//! # FFI Types
//!
//! C-compatible types for cross-platform FFI.

use std::ffi::{CStr, CString};
use std::os::raw::c_char;

use crate::error::FfiError;

/// FFI-safe result type
///
/// Used to return results across the FFI boundary.
#[repr(C)]
pub struct FfiResult {
    /// Success flag (1 = success, 0 = error)
    pub success: i32,
    /// Error code (0 if success)
    pub error_code: i32,
    /// Error message (null if success)
    pub error_message: *mut c_char,
    /// Result data, JSON (null if error)
    pub data: *mut c_char,
}

impl FfiResult {
    /// Create a successful result with data
    pub fn ok(data: String) -> Self {
        Self {
            success: 1,
            error_code: 0,
            error_message: std::ptr::null_mut(),
            data: into_c_string(data),
        }
    }

    /// Create an error result
    pub fn err(code: i32, message: String) -> Self {
        Self {
            success: 0,
            error_code: code,
            error_message: into_c_string(message),
            data: std::ptr::null_mut(),
        }
    }

    /// Create from a dispatcher result
    pub fn from_dispatch(result: Result<String, (i32, String)>) -> Self {
        match result {
            Ok(data) => Self::ok(data),
            Err((code, message)) => Self::err(code, message),
        }
    }
}

impl From<crate::Error> for FfiResult {
    fn from(err: crate::Error) -> Self {
        let ffi = FfiError::from(err);
        Self::err(ffi.code, ffi.message)
    }
}

/// Hand a Rust string to C
///
/// Interior NULs cannot cross a C string, so they are dropped.
pub fn into_c_string(s: String) -> *mut c_char {
    let c = CString::new(s).unwrap_or_else(|e| {
        let mut bytes = e.into_vec();
        bytes.retain(|b| *b != 0);
        // No NULs left
        CString::new(bytes).unwrap_or_default()
    });
    c.into_raw()
}

// ============================================================================
// HELPER FUNCTIONS
// ============================================================================

/// Convert a C string to a Rust String
///
/// # Safety
/// The caller must ensure the pointer is valid and null-terminated.
pub unsafe fn cstr_to_string(ptr: *const c_char) -> Option<String> {
    if ptr.is_null() {
        return None;
    }
    CStr::from_ptr(ptr).to_str().ok().map(String::from)
}

/// Free a C string allocated by Rust
///
/// # Safety
/// The pointer must have been allocated by Rust using CString::into_raw().
#[no_mangle]
pub unsafe extern "C" fn kilt_free_string(ptr: *mut c_char) {
    if !ptr.is_null() {
        drop(CString::from_raw(ptr));
    }
}

/// Free an FfiResult
///
/// # Safety
/// The FfiResult must have been created by Rust FFI functions.
#[no_mangle]
pub unsafe extern "C" fn kilt_free_result(result: FfiResult) {
    if !result.error_message.is_null() {
        drop(CString::from_raw(result.error_message));
    }
    if !result.data.is_null() {
        drop(CString::from_raw(result.data));
    }
}

// ============================================================================
// TESTS
// ============================================================================

#[cfg(test)]
mod tests {
    use super::*;

    #[test]
    fn test_ok_result_roundtrip() {
        let result = FfiResult::ok("{\"a\":1}".to_string());
        assert_eq!(result.success, 1);
        let data = unsafe { cstr_to_string(result.data) }.unwrap();
        assert_eq!(data, "{\"a\":1}");
        unsafe { kilt_free_result(result) };
    }

    #[test]
    fn test_err_result_from_core_error() {
        let result = FfiResult::from(crate::Error::EmptyBatch);
        assert_eq!(result.success, 0);
        assert_eq!(result.error_code, 602);
        assert!(result.data.is_null());
        unsafe { kilt_free_result(result) };
    }

    #[test]
    fn test_interior_nul_is_dropped() {
        let ptr = into_c_string("a\0b".to_string());
        let s = unsafe { cstr_to_string(ptr) }.unwrap();
        assert_eq!(s, "ab");
        unsafe { kilt_free_string(ptr) };
    }
}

___

The required result is an identical copy of the records above.

//! # FFI Types
//!
//! C-compatible types for cross-platform FFI.

use std::ffi::{CStr, CString};
use std::os::raw::c_char;

use crate::error::FfiError;

/// FFI-safe result type
///
/// Used to return results across the FFI boundary.
#[repr(C)]
pub struct FfiResult {
    /// Success flag (1 = success, 0 = error)
    pub success: i32,
    /// Error code (0 if success)
    pub error_code: i32,
    /// Error message (null if success)
    pub error_message: *mut c_char,
    /// Result data, JSON (null if error)
    pub data: *mut c_char,
}

impl FfiResult {
    /// Create a successful result with data
    pub fn ok(data: String) -> Self {
        Self {
            success: 1,
            error_code: 0,
            error_message: std::ptr::null_mut(),
            data: into_c_string(data),
        }
    }

    /// Create an error result
    pub fn err(code: i32, message: String) -> Self {
        Self {
            success: 0,
            error_code: code,
            error_message: into_c_string(message),
            data: std::ptr::null_mut(),
        }
    }

    /// Create from a dispatcher result
    pub fn from_dispatch(result: Result<String, (i32, String)>) -> Self {
        match result {
            Ok(data) => Self::ok(data),
            Err((code, message)) => Self::err(code, message),
        }
    }
}

impl From<crate::Error> for FfiResult {
    fn from(err: crate::Error) -> Self {
        let ffi = FfiError::from(err);
        Self::err(ffi.code, ffi.message)
    }
}

/// Hand a Rust string to C
///
/// Interior NULs cannot cross a C string, so they are dropped.
pub fn into_c_string(s: String) -> *mut c_char {
    let c = CString::new(s).unwrap_or_else(|e| {
        let mut bytes = e.into_vec();
        bytes.retain(|b| *b != 0);
        // No NULs left
        CString::new(bytes).unwrap_or_default()
    });
    c.into_raw()
}

// ============================================================================
// HELPER FUNCTIONS
// ============================================================================

/// Convert a C string to a Rust String
///
/// # Safety
/// The caller must ensure the pointer is valid and null-terminated.
pub unsafe fn cstr_to_string(ptr: *const c_char) -> Option<String> {
    if ptr.is_null() {
        return None;
    }
    CStr::from_ptr(ptr).to_str().ok().map(String::from)
}

/// Free a C string allocated by Rust
///
/// # Safety
/// The pointer must have been allocated by Rust using CString::into_raw().
#[no_mangle]
pub unsafe extern "C" fn kilt_free_string(ptr: *mut c_char) {
    if !ptr.is_null() {
        drop(CString::from_raw(ptr));
    }
}

/// Free an FfiResult
///
/// # Safety
/// The FfiResult must have been created by Rust FFI functions.
#[no_mangle]
pub unsafe extern "C" fn kilt_free_result(result: FfiResult) {
    if !result.error_message.is_null() {
        drop(CString::from_raw(result.error_message));
    }
    if !result.data.is_null() {
        drop(CString::from_raw(result.data));
    }
}

// ============================================================================
// TESTS
// ============================================================================

#[cfg(test)]
mod tests {
    use super::*;

    #[test]
    fn test_ok_result_roundtrip() {
        let result = FfiResult::ok("{\"a\":1}".to_string());
        assert_eq!(result.success, 1);
        let data = unsafe { cstr_to_string(result.data) }.unwrap();
        assert_eq!(data, "{\"a\":1}");
        unsafe { kilt_free_result(result) };
    }

    #[test]
    fn test_err_result_from_core_error() {
        let result = FfiResult::from(crate::Error::EmptyBatch);
        assert_eq!(result.success, 0);
        assert_eq!(result.error_code, 602);
        assert!(result.data.is_null());
        unsafe { kilt_free_result(result) };
    }

    #[test]
    fn test_interior_nul_is_dropped() {
        let ptr = into_c_string("a\0b".to_string());
        let s = unsafe { cstr_to_string(ptr) }.unwrap();
        assert_eq!(s, "ab");
        unsafe { kilt_free_string(ptr) };
    }
}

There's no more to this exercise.